START Source data

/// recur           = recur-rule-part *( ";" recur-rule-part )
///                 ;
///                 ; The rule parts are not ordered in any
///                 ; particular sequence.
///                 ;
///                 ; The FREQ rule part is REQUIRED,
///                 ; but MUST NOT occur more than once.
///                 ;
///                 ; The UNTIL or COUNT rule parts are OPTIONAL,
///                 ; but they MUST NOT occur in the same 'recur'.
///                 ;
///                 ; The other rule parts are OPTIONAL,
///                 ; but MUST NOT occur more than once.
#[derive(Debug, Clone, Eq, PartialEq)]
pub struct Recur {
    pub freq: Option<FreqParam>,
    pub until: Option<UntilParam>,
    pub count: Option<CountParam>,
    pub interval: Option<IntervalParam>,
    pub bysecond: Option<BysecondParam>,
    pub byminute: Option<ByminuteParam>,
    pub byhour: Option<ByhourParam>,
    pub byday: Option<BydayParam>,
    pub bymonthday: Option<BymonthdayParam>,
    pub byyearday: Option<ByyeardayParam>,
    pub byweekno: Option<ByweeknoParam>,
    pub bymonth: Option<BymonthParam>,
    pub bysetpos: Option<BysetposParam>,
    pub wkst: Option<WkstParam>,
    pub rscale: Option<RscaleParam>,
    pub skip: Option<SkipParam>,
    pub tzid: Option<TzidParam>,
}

END Source data

• [Task directions] Set down the entire listing once more, keeping every line exactly as it reads.

• [Completed exercise]
/// recur           = recur-rule-part *( ";" recur-rule-part )
///                 ;
///                 ; The rule parts are not ordered in any
///                 ; particular sequence.
///                 ;
///                 ; The FREQ rule part is REQUIRED,
///                 ; but MUST NOT occur more than once.
///                 ;
///                 ; The UNTIL or COUNT rule parts are OPTIONAL,
///                 ; but they MUST NOT occur in the same 'recur'.
///                 ;
///                 ; The other rule parts are OPTIONAL,
///                 ; but MUST NOT occur more than once.
#[derive(Debug, Clone, Eq, PartialEq)]
pub struct Recur {
    pub freq: Option<FreqParam>,
    pub until: Option<UntilParam>,
    pub count: Option<CountParam>,
    pub interval: Option<IntervalParam>,
    pub bysecond: Option<BysecondParam>,
    pub byminute: Option<ByminuteParam>,
    pub byhour: Option<ByhourParam>,
    pub byday: Option<BydayParam>,
    pub bymonthday: Option<BymonthdayParam>,
    pub byyearday: Option<ByyeardayParam>,
    pub byweekno: Option<ByweeknoParam>,
    pub bymonth: Option<BymonthParam>,
    pub bysetpos: Option<BysetposParam>,
    pub wkst: Option<WkstParam>,
    pub rscale: Option<RscaleParam>,
    pub skip: Option<SkipParam>,
    pub tzid: Option<TzidParam>,
}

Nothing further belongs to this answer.